Aku bersyukur Ibuku mengatur taman rumah kami sedemikian sehingga aku bisa bermain. Halaman depan rumah kami ada teras bercat putih yang salah satu sisinya dibuat teralis kayu. Tempat tumbuhan sulur berwarna hijau merambat, jika musim semi ada bunga warna ungu berbentuk lonceng yang mekar.

Di sudut halaman depan ada kolam ikan koi. Mereka gemuk-gemuk, sama seperti aku. Setiap pagi dan sore aku yang memberi mereka makan, sebelum dan sepulang dari sekolah yang berjarak dua kilo meter dari rumahku.

Dan ayah, membuat ayunan yang digantung di salah satu ranting besar pohon di pojok kiri rumah kami. Aku sering bermain disana. Kadang menggoda kucing piaraan keluarga kami di halaman rumput hijau sambil bertelanjang kaki.

Dan satu lagi yang membuat hari minggu pagiku berwarna seperti pelangi. Tetangga sebelah punya anak laki – laki. Akhirnya aku punya teman, atau begitulah kurasa. Karena aku selalu mengira aku satu – satunya anak berusia delapan tahun di daerah rumahku. Teman – teman sekolahku rumahnya jauh, walau kadang – kadang mereka berkunjung dan bermin ke rumahkul.

Namanya Dira. Aku tahu dari teman sekolahku. Dira berkacamata, entah minus berapa. Anak kecil jarang yang berkacamata. Makannya pertama kulihat dia aneh. Rumahku dan Dira hanya dibatasi pagar kayu setinggi jidatku. Kadang aku mengintip dia sedang bermain layangan di halaman rumahnya yang luas, atau membuat api unggun. Aku berkenalan dengan Dira dari balik pagar kayu.

Aku suka tersenyum sendiri melihat Dira berkacamata yang lucu dan nampak pintar. Dia satu – satunya tetangga yang seumuran denganku. Kadang aku berdiri berjinjit hanya untuk melihat dia sedang bermain apa minggu ini. Dira tahu ketika kepalaku menyundul – nyundul di balik pagar kayu. Tapi dia hanya melihat sekilas. Tidak pernah mengundangku. Aku beberapa kali berteriak memanggilnya mengajaknya memberi makan ikan koi, tapi dia menolak. Katanya dia lebih suka bermain layang – layang. Baiklah tidak apa – apa. Dira baik, apalagi pada teman – temanku.

Suatu hari, Anita, Dimas, Rian dan Lia teman sekolahku main ke rumahku. Seperti biasa, kami akan memberi makan ikan koi. Rencananya kami akan menanam bunga. Ibu guru menyuruh kami untuk menanam bunga memotretnya setiap minggu lalu membuat cerita tentang pertumbuhan bunganya. Semua setuju bunganya ditanam di rumahku. Anita dan lainnya sudah membawa bunga masing – masing. Dengan bersepeda mereka datang hari minggu sore.

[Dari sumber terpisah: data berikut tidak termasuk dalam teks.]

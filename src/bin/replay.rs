//! Rebuild a participant's archived session from its seed and logged
//! choices, and check it against the results file.
//!
//!   cargo run --bin replay -- <participant_id>

use anyhow::{anyhow, bail, Context, Result};
use std::path::Path;

use ellsberg::analysis::{choices_from_log, replay, session_digest, verify_replay};
use ellsberg::config::ExperimentConfig;
use ellsberg::logging::{self, obj, v_num, v_str, Domain, Level};
use ellsberg::persist::load_results;
use ellsberg::record::{ParticipantId, TrialRecord};
use ellsberg::storage::SessionArchive;

fn main() -> Result<()> {
    let raw = std::env::args().nth(1).ok_or_else(|| anyhow!("usage: replay <participant_id>"))?;
    let participant_id = ParticipantId::parse(&raw)?;
    let cfg = ExperimentConfig::from_env()?;

    let archive = SessionArchive::new(&cfg.archive_path)?;
    let session = archive
        .latest_session(&participant_id)?
        .ok_or_else(|| anyhow!("no archived session for participant {}", participant_id))?;

    let rows = load_results(Path::new(&cfg.results_csv), &participant_id)
        .with_context(|| format!("reading {}", cfg.results_csv))?;
    let played = session.rounds_played as usize;
    if rows.len() < played {
        bail!(
            "results file has {} rows for participant {}, archive expects {}",
            rows.len(),
            participant_id,
            played
        );
    }
    // earlier sessions of the same participant come first in the file
    let recorded: Vec<TrialRecord> = rows[rows.len() - played..].iter().map(|(r, _)| r.clone()).collect();

    let rebuilt = replay(
        &cfg.design,
        &participant_id,
        session.seed,
        Some(session.phase_order),
        &choices_from_log(&recorded),
    )?;
    verify_replay(&recorded, rebuilt.trial_log())?;

    let digest = session_digest(rebuilt.trial_log(), rebuilt.initial_probs());
    let digest_ok = digest == session.digest;
    logging::log(
        if digest_ok { Level::Info } else { Level::Warn },
        Domain::Session,
        "replay_verified",
        obj(&[
            ("participant_id", v_str(participant_id.as_str())),
            ("rounds", v_num(played as f64)),
            ("digest_match", serde_json::Value::Bool(digest_ok)),
        ]),
    );
    if !digest_ok {
        bail!("digest mismatch: archived {}, replayed {}", session.digest, digest);
    }
    println!(
        "participant {}: {} rounds replayed, earnings {}, digest {}",
        participant_id,
        played,
        rebuilt.cumulative_earnings(),
        digest
    );
    Ok(())
}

Aku mengambil sekop di gudang dan kami mulai menggali tanah. Tak sengaja aku melihat ada kepala nongol di balik pagar kayu, rambut cepak kaku lalu kaca mata. Pasti Dira, kupikir dia mau main sama kita. Aku berdiri sambil masih membawa sekop, lalu menyapa tetanggaku.

Halo, Dira... Mau main sama kami? Nanam bunga? , itu pertama kalinya aku menyapa Dira. Anak tetangga sebelah yang lucu dan berkacamata.

Kurasa tidak,,, dira masih melongok melihat apa yang kami lakukan.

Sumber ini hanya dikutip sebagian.